Problem:
Across the entries below, how many lines contain the word "embedding"? Give the number alone.

Given data:
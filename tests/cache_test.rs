#![allow(missing_docs)]

use std::sync::Arc;
use std::sync::atomic::{AtomicUsize, Ordering};

use featwire::cache::ExampleCache;
use featwire::{
    CacheStats, ConfigError, DefaultComparer, ExampleComparer, FeatureExample, Featwire,
    FeatwireError, ReferenceEngine,
};
use pretty_assertions::assert_eq;
use rayon::prelude::*;

#[derive(FeatureExample, Debug, Clone, PartialEq, Eq, Hash)]
struct Query {
    #[featwire(namespace = "q", strings = "split")]
    text: String,
    #[featwire(namespace = "q")]
    page: u32,
}

fn query(text: &str, page: u32) -> Query {
    Query {
        text: text.to_string(),
        page,
    }
}

#[test]
fn test_hit_returns_same_result() -> featwire::Result<()> {
    let serializer = Featwire::builder()
        .text(true)
        .build_cached::<Query>(Arc::new(ReferenceEngine::new()))?;

    let first = serializer.serialize(&query("red shoes", 1))?;
    let second = serializer.serialize(&query("red shoes", 1))?;
    let other = serializer.serialize(&query("red shoes", 2))?;

    assert!(Arc::ptr_eq(&first, &second));
    assert!(!Arc::ptr_eq(&first, &other));
    assert_eq!(
        serializer.cache_stats(),
        Some(CacheStats {
            hits: 1,
            misses: 2,
            entries: 2,
        })
    );
    Ok(())
}

struct ByText;

impl ExampleComparer<Query> for ByText {
    fn equals(&self, left: &Query, right: &Query) -> bool {
        left.text == right.text
    }

    fn hash_of(&self, example: &Query) -> u64 {
        <DefaultComparer as ExampleComparer<String>>::hash_of(&DefaultComparer, &example.text)
    }
}

#[test]
fn test_custom_comparer() -> featwire::Result<()> {
    let serializer = Featwire::builder()
        .text(true)
        .build_with_comparer::<Query, _>(Arc::new(ReferenceEngine::new()), ByText)?;

    let first = serializer.serialize(&query("shoes", 1))?;
    let second = serializer.serialize(&query("shoes", 9))?;
    assert!(Arc::ptr_eq(&first, &second));
    assert_eq!(second.text(), Some("|q shoes page:1"));
    Ok(())
}

#[test]
fn test_lru_eviction() -> featwire::Result<()> {
    let serializer = Featwire::builder()
        .cache_max_entries(2)
        .build_cached::<Query>(Arc::new(ReferenceEngine::new()))?;

    let a = serializer.serialize(&query("a", 1))?;
    serializer.serialize(&query("b", 1))?;
    // Touch `a` so `b` is the least recently used.
    let a_again = serializer.serialize(&query("a", 1))?;
    assert!(Arc::ptr_eq(&a, &a_again));
    serializer.serialize(&query("c", 1))?;

    let stats = serializer.cache_stats().expect("cached serializer");
    assert_eq!(stats.entries, 2);

    let a_third = serializer.serialize(&query("a", 1))?;
    assert!(Arc::ptr_eq(&a, &a_third));
    serializer.serialize(&query("b", 1))?;
    assert_eq!(
        serializer.cache_stats().map(|s| s.misses),
        Some(4),
        "`b` must have been evicted"
    );
    Ok(())
}

#[test]
fn test_native_examples_released() -> featwire::Result<()> {
    let engine = ReferenceEngine::new();
    let serializer = Featwire::builder().build_cached::<Query>(Arc::new(engine.clone()))?;

    let held = serializer.serialize(&query("x", 1))?;
    serializer.serialize(&query("y", 1))?;
    assert_eq!(engine.live_examples(), 2);

    serializer.clear_cache();
    assert_eq!(engine.live_examples(), 1);

    drop(held);
    assert_eq!(engine.live_examples(), 0);
    Ok(())
}

#[test]
fn test_uncached_results_released() -> featwire::Result<()> {
    let engine = ReferenceEngine::new();
    let serializer = Featwire::builder().build::<Query>(Arc::new(engine.clone()))?;
    let out = serializer.serialize(&query("x", 1))?;
    assert_eq!(engine.live_examples(), 1);
    assert!(out.native().is_some_and(|n| n.is_leased()));
    drop(out);
    assert_eq!(engine.live_examples(), 0);
    assert_eq!(serializer.cache_stats(), None);
    Ok(())
}

#[test]
fn test_zero_cache_size_rejected() {
    let result = Featwire::builder()
        .cache_max_entries(0)
        .build_cached::<Query>(Arc::new(ReferenceEngine::new()));
    assert!(matches!(
        result,
        Err(FeatwireError::Config(ConfigError::InvalidCacheSize(0)))
    ));

    let direct = ExampleCache::<Query, String>::new(DefaultComparer, Some(0));
    assert_eq!(direct.err(), Some(ConfigError::InvalidCacheSize(0)));
}

#[test]
fn test_compute_errors_are_not_cached() -> featwire::Result<()> {
    let cache = ExampleCache::<u32, String>::new(DefaultComparer, None)?;
    let calls = AtomicUsize::new(0);

    let failed = cache.get_or_compute(&7, |_| {
        calls.fetch_add(1, Ordering::SeqCst);
        Err(FeatwireError::Internal("boom".to_string()))
    });
    assert!(failed.is_err());
    assert!(cache.is_empty());

    let value = cache.get_or_compute(&7, |n| {
        calls.fetch_add(1, Ordering::SeqCst);
        Ok(format!("seven={n}"))
    })?;
    let again = cache.get_or_compute(&7, |_| {
        calls.fetch_add(1, Ordering::SeqCst);
        Ok(String::new())
    })?;

    assert_eq!(value.as_str(), "seven=7");
    assert!(Arc::ptr_eq(&value, &again));
    assert_eq!(calls.load(Ordering::SeqCst), 2);
    Ok(())
}

#[test]
fn test_concurrent_access() -> featwire::Result<()> {
    let serializer = Featwire::builder()
        .text(true)
        .build_cached::<Query>(Arc::new(ReferenceEngine::new()))?;

    let queries: Vec<Query> = (0..400).map(|i| query("concurrent", i % 20)).collect();
    let results = serializer.serialize_batch(&queries)?;

    for (query, result) in queries.iter().zip(&results) {
        let expected = format!("|q concurrent page:{}", query.page);
        let expected = if query.page == 0 { "|q concurrent".to_string() } else { expected };
        assert_eq!(result.text(), Some(expected.as_str()));
    }

    let stats = serializer.cache_stats().expect("cached serializer");
    assert_eq!(stats.entries, 20);
    assert_eq!(stats.hits + stats.misses, 400);

    let pointers: Vec<usize> = (0..20u32)
        .into_par_iter()
        .map(|page| serializer.serialize(&query("concurrent", page)).map(|r| Arc::as_ptr(&r) as usize))
        .collect::<featwire::Result<_>>()?;
    for (page, pointer) in pointers.iter().enumerate() {
        let cached = results.get(page).expect("first twenty are distinct");
        assert_eq!(*pointer, Arc::as_ptr(cached) as usize);
    }
    Ok(())
}
#![allow(missing_docs)]

use criterion::{Criterion, Throughput, criterion_group, criterion_main};
use featwire::{FeatureExample, Featwire, ReferenceEngine, SimpleLabel};
use std::collections::HashMap;
use std::hint::black_box;
use std::sync::Arc;

#[derive(Clone, FeatureExample, PartialEq, Eq, Hash)]
struct BenchUser {
    #[featwire(namespace = "user", group = 'u')]
    age: u32,
    #[featwire(namespace = "user", group = 'u', strings = "split")]
    interests: String,
}

#[derive(Clone, FeatureExample)]
struct BenchExample {
    #[featwire(label)]
    label: SimpleLabel,
    user: BenchUser,
    #[featwire(namespace = "emb", anchor)]
    embedding: Vec<f32>,
    #[featwire(namespace = "kw")]
    keywords: HashMap<String, f32>,
}

fn generate_data(count: usize) -> Vec<BenchExample> {
    (0..count)
        .map(|i| BenchExample {
            label: SimpleLabel::new((i % 2) as f32),
            user: BenchUser {
                age: (i % 90) as u32,
                interests: format!("sports music topic{}", i % 50),
            },
            embedding: (0..64).map(|j| ((i + j) % 7) as f32 * 0.25).collect(),
            keywords: (0..8).map(|k| (format!("kw{k}"), k as f32 + 0.5)).collect(),
        })
        .collect()
}

// --- BENCHMARKS ---

fn bench_serializers(c: &mut Criterion) {
    let item_count = 10_000;
    let data = generate_data(item_count);
    let engine = Arc::new(ReferenceEngine::new());

    let mut group = c.benchmark_group("Serialize");
    group.throughput(Throughput::Elements(item_count as u64));

    let native = Featwire::builder()
        .build::<BenchExample>(engine.clone())
        .expect("schema compiles");
    group.bench_function("native", |b| {
        b.iter(|| {
            for example in &data {
                black_box(native.serialize(black_box(example)).expect("serialize"));
            }
        })
    });

    let both = Featwire::builder()
        .text(true)
        .build::<BenchExample>(engine.clone())
        .expect("schema compiles");
    group.bench_function("native_and_text", |b| {
        b.iter(|| {
            for example in &data {
                black_box(both.serialize(black_box(example)).expect("serialize"));
            }
        })
    });

    group.bench_function("native_parallel_batch", |b| {
        b.iter(|| black_box(native.serialize_batch(black_box(&data)).expect("batch")))
    });

    group.finish();
}

fn bench_cache(c: &mut Criterion) {
    let users: Vec<BenchUser> = generate_data(1_000).into_iter().map(|e| e.user).collect();
    let engine = Arc::new(ReferenceEngine::new());

    let mut group = c.benchmark_group("Cache");
    group.throughput(Throughput::Elements(users.len() as u64));

    let cached = Featwire::builder()
        .cache_max_entries(512)
        .build_cached::<BenchUser>(engine.clone())
        .expect("schema compiles");
    group.bench_function("cached_hits", |b| {
        b.iter(|| {
            for user in &users {
                black_box(cached.serialize(black_box(user)).expect("serialize"));
            }
        })
    });

    let uncached = Featwire::builder()
        .build::<BenchUser>(engine)
        .expect("schema compiles");
    group.bench_function("uncached", |b| {
        b.iter(|| {
            for user in &users {
                black_box(uncached.serialize(black_box(user)).expect("serialize"));
            }
        })
    });

    group.finish();
}

criterion_group!(benches, bench_serializers, bench_cache);
criterion_main!(benches);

Result of this exercise:
2